Last reviewed on RxList: 3/25/2011
This monograph has been modified to include the generic and brand name in many instances.

Disclaimer

Diabinese Consumer

IMPORTANT: HOW TO USE THIS INFORMATION: This is a summary and does NOT have all possible information about this product. This information does not assure that this product is safe, effective, or appropriate for you. This information is not individual medical advice and does not substitute for the advice of your health care professional. Always ask your health care professional for complete information about this product and your specific health needs.

CHLORPROPAMIDE - ORAL

(klor-PROE-pa-mide)

COMMON BRAND NAME(S): Diabinese

USES: Chlorpropamide is used along with a proper diet and exercise program to control high blood sugar in people with type 2 diabetes (non-insulin-dependent diabetes). Controlling high blood sugar helps prevent kidney damage, blindness, nerve problems, loss of limbs, and sexual function problems. Proper control of diabetes may also lessen your risk of a heart attack or stroke. Chlorpropamide belongs to the class of drugs known as sulfonylureas. It works by stimulating the release of your body's natural insulin, thereby lowering your blood sugar.

HOW TO USE: Take this medication by mouth usually once daily with breakfast, or as directed by your doctor. The dosage is based on your medical condition and response to therapy.

Use this medication regularly in order to get the most benefit from it.

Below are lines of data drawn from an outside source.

//! Client for the websequencediagrams rendering service.
//!
//! This crate turns sequence diagram text into image bytes:
//! - [`DiagramOptions`] holds the style, format and pass-through parameters
//! - [`RenderRequest`] serializes text and options into form fields
//! - [`decode_response`] reads the service's non-strict JSON reply
//! - [`WsdClient`] performs the POST + GET round-trip and returns an [`ImageStream`]
//!
//! # Architecture
//!
//! - [`options`]: `Style`, `Format` and `DiagramOptions`
//! - [`request`]: form body construction
//! - [`response`]: lenient response decoding (JSON5 or query string)
//! - [`client`]: HTTP round-trip via `ureq`
//! - [`stream`]: readable image stream that owns the HTTP connection
//!
//! # Example
//!
//! ```ignore
//! use std::io::Read;
//! use wsd_client::{DiagramOptions, DiagramRenderer, WsdClient};
//!
//! let client = WsdClient::new("https://www.websequencediagrams.com/");
//! let mut stream = client.render("Alice->Bob: hello", &DiagramOptions::default())?;
//! let mut bytes = Vec::new();
//! stream.read_to_end(&mut bytes)?;
//! ```

mod client;
mod consts;
mod error;
mod options;
mod request;
mod response;
mod stream;

pub use client::{DiagramRenderer, WsdClient, create_agent};
pub use consts::{DEFAULT_API_URL, DEFAULT_APP_VERSION};
pub use error::{ClientError, RenderError};
pub use options::{DiagramOptions, Format, Style};
pub use request::RenderRequest;
pub use response::{RenderResponse, decode_response};
pub use stream::ImageStream;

Remember to use it at the same time each day.

Disclaimer

Diabinese Consumer (continued)

SIDE EFFECTS: Nausea, loss of appetite, diarrhea, vomiting, or weight gain may occur. If any of these effects persist or worsen, notify your doctor or pharmacist promptly.

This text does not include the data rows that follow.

//! Location of a page in the source tree and in the build output.

use std::path::{Path, PathBuf};

use percent_encoding::{AsciiSet, CONTROLS, utf8_percent_encode};

use crate::util::relative_path;

/// Characters escaped in URI paths; `/` is kept as the segment separator.
const PATH_ENCODE_SET: &AsciiSet = &CONTROLS
    .add(b' ')
    .add(b'"')
    .add(b'#')
    .add(b'%')
    .add(b'<')
    .add(b'>')
    .add(b'?')
    .add(b'\\')
    .add(b'`')
    .add(b'{')
    .add(b'}');

/// Directory (relative to the output root) that holds binary assets.
pub const IMAGES_DIR: &str = "_images";

/// Where a document comes from and where its page goes.
#[derive(Debug, Clone)]
pub struct PageInfo {
    /// Document name: source path relative to the source root, without `.md`,
    /// `/`-separated (e.g. `index`, `guide/setup`).
    pub docname: String,
    /// Documentation source root.
    pub source_root: PathBuf,
    /// Build output root.
    pub output_root: PathBuf,
}

impl PageInfo {
    #[must_use]
    pub fn new(docname: impl Into<String>, source_root: &Path, output_root: &Path) -> Self {
        Self {
            docname: docname.into(),
            source_root: source_root.to_path_buf(),
            output_root: output_root.to_path_buf(),
        }
    }

    /// Page URL relative to the output root (e.g. `guide/setup.html`).
    #[must_use]
    pub fn page_url(&self) -> String {
        format!("{}.html", self.docname)
    }

    /// Absolute location of the rendered page.
    #[must_use]
    pub fn output_path(&self) -> PathBuf {
        self.output_root.join(self.page_url())
    }

    /// Build image directory.
    #[must_use]
    pub fn image_dir(&self) -> PathBuf {
        self.output_root.join(IMAGES_DIR)
    }

    /// URI of `target` (relative to the output root) as seen from this page,
    /// percent-encoded for use in `src`/`href` attributes.
    #[must_use]
    pub fn relative_uri(&self, target: &str) -> String {
        utf8_percent_encode(&relative_path(&self.page_url(), target), PATH_ENCODE_SET).to_string()
    }
}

Remember that your doctor has prescribed this medication because he or she has judged that the benefit to you is greater than the risk of side effects. Many people using this medication do not have serious side effects.

Tell your doctor immediately if any of these unlikely but serious side effects occur: sun sensitivity, skin changes (e.g., darkening, thickening), unusual fatigue, fast/pounding heartbeat, easy bruising/bleeding, mental/mood changes, sudden weight gain, swelling of the hands/feet, muscle weakness/spasm, painful bowel movements, bloody or black stools.

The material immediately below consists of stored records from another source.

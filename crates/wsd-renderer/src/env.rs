//! Per-build bookkeeping shared by directive handlers.

use std::collections::{BTreeMap, HashMap};
use std::path::{Path, PathBuf};

/// State that lives for one documentation build.
///
/// Holds per-document serial numbers, the identifiers issued so far (used
/// to keep identifiers unique across documents), and the files generated for
/// each document so they can be cleaned up when the document is rebuilt.
#[derive(Debug, Default)]
pub struct BuildEnv {
    serials: HashMap<(String, String), usize>,
    ids: HashMap<String, String>,
    artifacts: BTreeMap<String, Vec<PathBuf>>,
}

impl BuildEnv {
    #[must_use]
    pub fn new() -> Self {
        Self::default()
    }

    /// Return the next serial number for `category` within `docname`.
    ///
    /// Numbering starts at 0 for every document and category.
    pub fn new_serialno(&mut self, docname: &str, category: &str) -> usize {
        let counter = self
            .serials
            .entry((docname.to_owned(), category.to_owned()))
            .or_insert(0);
        let serial = *counter;
        *counter += 1;
        serial
    }

    /// Reserve `candidate` as an identifier for `docname`.
    ///
    /// Returns `candidate` itself when it has not been issued yet, otherwise
    /// the first free `<candidate>-<n>` (n = 2, 3, ...). Identifiers are
    /// released by [`purge_doc`](Self::purge_doc).
    pub fn claim_id(&mut self, docname: &str, candidate: &str) -> String {
        let mut id = candidate.to_owned();
        let mut n = 2;
        while self.ids.contains_key(&id) {
            id = format!("{candidate}-{n}");
            n += 1;
        }
        self.ids.insert(id.clone(), docname.to_owned());
        id
    }

    /// Remember a file generated while rendering `docname`.
    pub fn record_artifact(&mut self, docname: &str, path: impl Into<PathBuf>) {
        self.artifacts
            .entry(docname.to_owned())
            .or_default()
            .push(path.into());
    }

    /// Files generated for `docname` so far.
    #[must_use]
    pub fn artifacts(&self, docname: &str) -> &[PathBuf] {
        self.artifacts.get(docname).map_or(&[], Vec::as_slice)
    }

    /// All generated files, grouped by document name order.
    pub fn all_artifacts(&self) -> impl Iterator<Item = &Path> {
        self.artifacts.values().flatten().map(PathBuf::as_path)
    }

    /// Forget everything recorded for `docname`.
    ///
    /// Resets its serial numbers, releases its identifiers, and returns the files that had been recorded
    /// for it, so the caller can delete stale outputs.
    pub fn purge_doc(&mut self, docname: &str) -> Vec<PathBuf> {
        self.serials.retain(|(doc, _), _| doc != docname);
        self.ids.retain(|_, doc| doc != docname);
        self.artifacts.remove(docname).unwrap_or_default()
    }
}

Tell your doctor immediately if any of these rare but very serious side effects occur: yellowing eyes or skin, persistent nausea/vomiting, severe stomach/abdominal pain, dark urine, signs of infection (e.g., fever, persistent sore throat), seizures.

This medication can cause low blood sugar (hypoglycemia). This effect may occur if you do not consume enough calories (from food, juices, fruit, etc.). The symptoms include chills, cold sweat, blurred vision, dizziness, drowsiness, shaking, rapid heart rate, weakness, headache, fainting, tingling of the hands or feet, or hunger. It is a good habit to carry glucose tablets or gel to treat low blood sugar. If you are in a situation where you don't have these reliable forms of glucose, eat a quick source of sugar such as table sugar, honey, or candy, or drink a glass of orange juice or non-diet soda to quickly raise your blood sugar level. Tell your doctor immediately about the reaction. To help prevent hypoglycemia, eat meals on a regular schedule and do not skip meals. Closely monitor your blood sugar levels and eat frequent small meals for at least 3-5 days after an episode of hypoglycemia with chlorpropamide because this drug has a long effect in your body. Consult your doctor for further instructions.

Check with your doctor or pharmacist about what you should do if you miss a meal.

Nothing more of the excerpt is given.